Work request =>
Search each line of the data for the word "ReqwestError"; copy every line where it is found.

Record extracts =>
BEGIN

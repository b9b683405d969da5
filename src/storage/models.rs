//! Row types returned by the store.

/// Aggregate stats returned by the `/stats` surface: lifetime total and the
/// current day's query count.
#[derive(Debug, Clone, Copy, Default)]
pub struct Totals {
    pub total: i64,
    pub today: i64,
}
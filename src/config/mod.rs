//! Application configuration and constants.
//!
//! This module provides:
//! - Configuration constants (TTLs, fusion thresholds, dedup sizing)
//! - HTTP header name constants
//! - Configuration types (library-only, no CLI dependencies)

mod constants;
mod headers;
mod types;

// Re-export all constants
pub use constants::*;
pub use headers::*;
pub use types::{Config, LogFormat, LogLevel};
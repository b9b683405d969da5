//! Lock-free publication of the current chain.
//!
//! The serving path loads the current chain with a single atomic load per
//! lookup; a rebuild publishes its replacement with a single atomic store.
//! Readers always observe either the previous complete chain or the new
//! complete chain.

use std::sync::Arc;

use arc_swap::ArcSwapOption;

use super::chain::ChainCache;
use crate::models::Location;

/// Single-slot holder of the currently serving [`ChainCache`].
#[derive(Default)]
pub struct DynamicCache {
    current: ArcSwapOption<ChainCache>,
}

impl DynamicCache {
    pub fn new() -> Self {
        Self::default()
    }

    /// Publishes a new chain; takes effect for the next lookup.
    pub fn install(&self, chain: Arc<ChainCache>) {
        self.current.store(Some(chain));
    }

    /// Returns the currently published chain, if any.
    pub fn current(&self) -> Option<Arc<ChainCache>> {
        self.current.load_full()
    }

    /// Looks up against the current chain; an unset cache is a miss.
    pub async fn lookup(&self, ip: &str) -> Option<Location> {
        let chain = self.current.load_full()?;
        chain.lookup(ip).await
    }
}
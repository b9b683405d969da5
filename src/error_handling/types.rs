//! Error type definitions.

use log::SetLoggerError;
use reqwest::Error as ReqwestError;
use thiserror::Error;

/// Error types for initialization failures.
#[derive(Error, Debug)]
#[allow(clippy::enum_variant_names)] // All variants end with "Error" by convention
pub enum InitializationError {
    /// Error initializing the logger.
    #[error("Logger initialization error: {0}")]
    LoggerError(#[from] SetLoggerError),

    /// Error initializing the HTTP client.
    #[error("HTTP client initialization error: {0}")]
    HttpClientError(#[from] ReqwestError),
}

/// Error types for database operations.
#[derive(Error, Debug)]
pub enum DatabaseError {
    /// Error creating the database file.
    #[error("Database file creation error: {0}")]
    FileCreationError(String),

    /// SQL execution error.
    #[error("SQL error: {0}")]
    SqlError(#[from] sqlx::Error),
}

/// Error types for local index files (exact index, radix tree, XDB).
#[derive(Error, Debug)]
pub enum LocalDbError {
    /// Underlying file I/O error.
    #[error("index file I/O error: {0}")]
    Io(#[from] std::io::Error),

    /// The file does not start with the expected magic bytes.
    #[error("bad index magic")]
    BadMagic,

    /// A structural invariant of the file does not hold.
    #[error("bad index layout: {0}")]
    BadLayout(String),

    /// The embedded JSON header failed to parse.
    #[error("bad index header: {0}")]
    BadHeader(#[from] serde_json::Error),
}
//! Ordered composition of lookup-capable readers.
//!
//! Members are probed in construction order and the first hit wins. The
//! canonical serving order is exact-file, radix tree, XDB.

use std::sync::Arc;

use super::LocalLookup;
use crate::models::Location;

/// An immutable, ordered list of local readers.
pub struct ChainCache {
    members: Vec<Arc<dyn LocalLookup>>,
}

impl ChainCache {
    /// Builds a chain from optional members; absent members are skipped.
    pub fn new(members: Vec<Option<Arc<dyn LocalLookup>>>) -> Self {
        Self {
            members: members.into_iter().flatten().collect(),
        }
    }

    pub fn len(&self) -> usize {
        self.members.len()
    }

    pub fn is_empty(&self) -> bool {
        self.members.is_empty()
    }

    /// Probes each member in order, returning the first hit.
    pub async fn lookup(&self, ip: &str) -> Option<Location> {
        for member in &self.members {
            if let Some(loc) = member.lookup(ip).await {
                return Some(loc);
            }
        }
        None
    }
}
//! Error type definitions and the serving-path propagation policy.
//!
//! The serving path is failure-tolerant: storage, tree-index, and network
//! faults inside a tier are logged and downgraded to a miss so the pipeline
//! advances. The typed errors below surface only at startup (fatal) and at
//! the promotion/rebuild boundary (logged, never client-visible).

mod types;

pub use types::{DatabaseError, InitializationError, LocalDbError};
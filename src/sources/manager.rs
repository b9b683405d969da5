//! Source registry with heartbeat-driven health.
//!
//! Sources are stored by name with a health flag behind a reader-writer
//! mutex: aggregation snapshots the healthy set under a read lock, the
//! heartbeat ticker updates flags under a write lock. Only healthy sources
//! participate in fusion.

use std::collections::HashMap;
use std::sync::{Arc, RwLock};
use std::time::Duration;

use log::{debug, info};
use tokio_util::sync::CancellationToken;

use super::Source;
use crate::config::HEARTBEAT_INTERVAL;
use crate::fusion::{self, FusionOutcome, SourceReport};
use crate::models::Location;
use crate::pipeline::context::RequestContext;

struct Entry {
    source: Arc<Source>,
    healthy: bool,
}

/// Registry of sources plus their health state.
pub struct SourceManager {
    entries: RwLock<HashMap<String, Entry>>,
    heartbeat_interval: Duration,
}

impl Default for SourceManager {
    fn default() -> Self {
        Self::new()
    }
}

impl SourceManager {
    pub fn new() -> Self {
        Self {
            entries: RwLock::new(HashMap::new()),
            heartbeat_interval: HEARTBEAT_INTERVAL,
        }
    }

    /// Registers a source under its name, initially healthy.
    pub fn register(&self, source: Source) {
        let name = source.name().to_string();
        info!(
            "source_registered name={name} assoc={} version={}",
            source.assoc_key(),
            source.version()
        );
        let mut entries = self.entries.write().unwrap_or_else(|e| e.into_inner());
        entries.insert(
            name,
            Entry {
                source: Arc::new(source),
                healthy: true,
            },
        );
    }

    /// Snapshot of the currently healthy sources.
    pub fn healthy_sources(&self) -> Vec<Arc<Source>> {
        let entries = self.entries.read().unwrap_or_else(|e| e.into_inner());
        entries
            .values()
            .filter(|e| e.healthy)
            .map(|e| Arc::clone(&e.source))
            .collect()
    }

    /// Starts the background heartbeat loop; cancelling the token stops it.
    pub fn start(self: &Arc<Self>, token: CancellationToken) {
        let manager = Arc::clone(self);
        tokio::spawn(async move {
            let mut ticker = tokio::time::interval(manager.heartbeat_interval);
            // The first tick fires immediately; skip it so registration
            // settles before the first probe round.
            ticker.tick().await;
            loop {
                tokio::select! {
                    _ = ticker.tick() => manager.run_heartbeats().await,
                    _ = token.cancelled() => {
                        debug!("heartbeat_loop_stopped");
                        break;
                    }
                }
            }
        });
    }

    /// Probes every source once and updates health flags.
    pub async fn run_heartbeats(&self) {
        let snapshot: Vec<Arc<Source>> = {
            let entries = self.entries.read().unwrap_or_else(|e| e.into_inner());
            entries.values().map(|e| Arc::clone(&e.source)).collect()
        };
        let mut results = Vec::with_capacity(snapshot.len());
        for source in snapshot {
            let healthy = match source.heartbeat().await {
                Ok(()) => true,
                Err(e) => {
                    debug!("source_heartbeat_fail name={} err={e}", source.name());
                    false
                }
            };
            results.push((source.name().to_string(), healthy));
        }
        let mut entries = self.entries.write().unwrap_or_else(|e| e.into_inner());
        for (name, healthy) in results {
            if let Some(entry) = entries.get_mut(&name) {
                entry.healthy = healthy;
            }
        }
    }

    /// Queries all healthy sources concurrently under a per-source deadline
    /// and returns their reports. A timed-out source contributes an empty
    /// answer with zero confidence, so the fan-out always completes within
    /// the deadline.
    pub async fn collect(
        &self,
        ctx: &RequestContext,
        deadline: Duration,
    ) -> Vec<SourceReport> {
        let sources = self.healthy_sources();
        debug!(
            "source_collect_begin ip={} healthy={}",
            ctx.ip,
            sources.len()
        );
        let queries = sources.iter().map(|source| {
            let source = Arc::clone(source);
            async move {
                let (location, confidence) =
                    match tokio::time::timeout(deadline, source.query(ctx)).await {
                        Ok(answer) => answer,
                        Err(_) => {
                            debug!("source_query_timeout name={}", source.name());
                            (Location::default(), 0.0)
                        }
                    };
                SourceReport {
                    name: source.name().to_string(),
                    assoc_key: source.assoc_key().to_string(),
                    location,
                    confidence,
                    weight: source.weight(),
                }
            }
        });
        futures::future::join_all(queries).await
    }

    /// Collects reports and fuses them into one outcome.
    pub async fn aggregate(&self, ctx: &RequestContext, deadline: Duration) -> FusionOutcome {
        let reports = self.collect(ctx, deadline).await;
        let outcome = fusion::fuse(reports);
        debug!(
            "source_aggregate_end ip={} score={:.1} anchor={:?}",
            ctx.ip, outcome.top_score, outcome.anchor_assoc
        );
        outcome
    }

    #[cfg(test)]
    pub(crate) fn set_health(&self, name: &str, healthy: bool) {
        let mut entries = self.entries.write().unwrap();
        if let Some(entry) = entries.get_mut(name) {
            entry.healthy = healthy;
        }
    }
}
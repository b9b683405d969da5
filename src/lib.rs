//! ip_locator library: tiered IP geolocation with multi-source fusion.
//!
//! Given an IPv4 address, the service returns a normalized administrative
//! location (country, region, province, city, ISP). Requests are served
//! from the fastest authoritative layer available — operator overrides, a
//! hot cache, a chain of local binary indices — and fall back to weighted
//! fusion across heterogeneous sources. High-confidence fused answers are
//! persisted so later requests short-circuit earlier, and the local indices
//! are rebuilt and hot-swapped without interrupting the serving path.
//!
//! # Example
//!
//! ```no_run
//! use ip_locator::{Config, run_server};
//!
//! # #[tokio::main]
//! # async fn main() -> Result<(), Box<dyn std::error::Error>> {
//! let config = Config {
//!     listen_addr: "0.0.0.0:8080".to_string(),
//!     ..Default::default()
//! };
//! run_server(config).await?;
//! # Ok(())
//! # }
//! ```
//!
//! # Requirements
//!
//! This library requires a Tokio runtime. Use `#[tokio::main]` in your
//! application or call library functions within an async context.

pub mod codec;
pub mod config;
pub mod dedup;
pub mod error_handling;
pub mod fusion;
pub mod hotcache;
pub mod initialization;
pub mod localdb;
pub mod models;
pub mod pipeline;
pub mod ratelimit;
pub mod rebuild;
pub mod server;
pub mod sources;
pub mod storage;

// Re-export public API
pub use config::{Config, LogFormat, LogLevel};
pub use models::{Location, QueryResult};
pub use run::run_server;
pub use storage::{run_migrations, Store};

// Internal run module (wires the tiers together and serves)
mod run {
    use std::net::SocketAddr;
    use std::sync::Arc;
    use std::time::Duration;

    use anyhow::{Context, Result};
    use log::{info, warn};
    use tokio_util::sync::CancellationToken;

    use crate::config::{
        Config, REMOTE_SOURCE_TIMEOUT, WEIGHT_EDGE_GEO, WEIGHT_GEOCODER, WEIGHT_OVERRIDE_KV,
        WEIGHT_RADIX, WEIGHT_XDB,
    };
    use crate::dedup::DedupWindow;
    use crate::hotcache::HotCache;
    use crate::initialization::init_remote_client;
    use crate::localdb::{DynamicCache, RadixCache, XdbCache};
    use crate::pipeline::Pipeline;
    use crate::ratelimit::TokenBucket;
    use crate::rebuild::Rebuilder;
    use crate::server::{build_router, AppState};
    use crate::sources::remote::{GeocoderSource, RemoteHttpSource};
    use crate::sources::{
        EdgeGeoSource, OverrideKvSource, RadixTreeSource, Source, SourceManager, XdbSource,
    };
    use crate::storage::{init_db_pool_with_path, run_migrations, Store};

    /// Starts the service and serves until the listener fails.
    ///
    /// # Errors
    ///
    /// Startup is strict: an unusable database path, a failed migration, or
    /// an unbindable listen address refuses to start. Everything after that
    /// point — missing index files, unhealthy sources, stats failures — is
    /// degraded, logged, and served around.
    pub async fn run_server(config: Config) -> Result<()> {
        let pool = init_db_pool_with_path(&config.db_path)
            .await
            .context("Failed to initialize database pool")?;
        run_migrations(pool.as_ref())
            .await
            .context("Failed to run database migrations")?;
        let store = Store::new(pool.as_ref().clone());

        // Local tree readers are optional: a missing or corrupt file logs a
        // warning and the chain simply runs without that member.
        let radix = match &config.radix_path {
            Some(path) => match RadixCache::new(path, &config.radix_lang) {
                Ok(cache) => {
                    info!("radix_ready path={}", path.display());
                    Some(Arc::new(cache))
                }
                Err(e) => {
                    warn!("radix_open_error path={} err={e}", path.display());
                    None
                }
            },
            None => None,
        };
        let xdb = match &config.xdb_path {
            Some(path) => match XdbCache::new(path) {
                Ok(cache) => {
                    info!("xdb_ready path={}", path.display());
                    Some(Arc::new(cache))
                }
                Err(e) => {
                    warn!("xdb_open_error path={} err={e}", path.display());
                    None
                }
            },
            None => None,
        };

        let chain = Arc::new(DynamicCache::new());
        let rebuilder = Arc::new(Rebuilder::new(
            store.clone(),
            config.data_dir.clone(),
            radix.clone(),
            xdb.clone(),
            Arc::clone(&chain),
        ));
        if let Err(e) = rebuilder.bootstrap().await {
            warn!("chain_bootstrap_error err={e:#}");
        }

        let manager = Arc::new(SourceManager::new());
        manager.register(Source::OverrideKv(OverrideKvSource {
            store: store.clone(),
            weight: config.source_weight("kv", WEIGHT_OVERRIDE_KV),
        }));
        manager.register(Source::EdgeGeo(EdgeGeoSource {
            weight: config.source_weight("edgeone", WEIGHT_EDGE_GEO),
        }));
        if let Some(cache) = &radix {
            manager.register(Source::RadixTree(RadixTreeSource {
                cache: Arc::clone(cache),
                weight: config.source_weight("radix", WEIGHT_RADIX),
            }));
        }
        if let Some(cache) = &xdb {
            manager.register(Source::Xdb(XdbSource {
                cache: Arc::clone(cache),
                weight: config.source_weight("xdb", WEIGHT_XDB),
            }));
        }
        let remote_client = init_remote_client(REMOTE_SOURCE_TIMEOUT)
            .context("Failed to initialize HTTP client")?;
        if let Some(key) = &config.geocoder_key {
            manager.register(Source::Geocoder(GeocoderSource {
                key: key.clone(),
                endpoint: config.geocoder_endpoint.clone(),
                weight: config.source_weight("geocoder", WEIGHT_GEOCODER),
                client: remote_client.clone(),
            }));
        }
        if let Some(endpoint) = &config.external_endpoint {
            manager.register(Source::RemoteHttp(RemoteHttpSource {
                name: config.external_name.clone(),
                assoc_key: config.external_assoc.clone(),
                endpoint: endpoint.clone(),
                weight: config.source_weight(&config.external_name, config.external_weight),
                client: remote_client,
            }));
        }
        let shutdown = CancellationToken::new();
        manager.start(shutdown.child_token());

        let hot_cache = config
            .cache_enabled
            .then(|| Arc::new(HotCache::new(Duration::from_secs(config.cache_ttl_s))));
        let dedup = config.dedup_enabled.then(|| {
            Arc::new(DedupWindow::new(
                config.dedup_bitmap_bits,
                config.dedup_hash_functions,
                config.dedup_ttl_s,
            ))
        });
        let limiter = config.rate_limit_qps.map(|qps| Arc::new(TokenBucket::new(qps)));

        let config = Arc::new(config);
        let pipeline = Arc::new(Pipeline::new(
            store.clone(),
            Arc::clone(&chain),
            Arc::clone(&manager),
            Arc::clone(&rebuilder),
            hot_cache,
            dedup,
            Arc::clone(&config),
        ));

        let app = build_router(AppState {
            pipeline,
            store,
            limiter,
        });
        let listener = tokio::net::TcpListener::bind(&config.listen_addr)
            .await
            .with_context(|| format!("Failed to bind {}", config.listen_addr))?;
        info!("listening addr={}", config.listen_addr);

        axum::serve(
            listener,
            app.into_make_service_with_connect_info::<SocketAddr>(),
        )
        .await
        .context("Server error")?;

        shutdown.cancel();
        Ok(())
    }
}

END

Written solution =>
use reqwest::Error as ReqwestError;
    HttpClientError(#[from] ReqwestError),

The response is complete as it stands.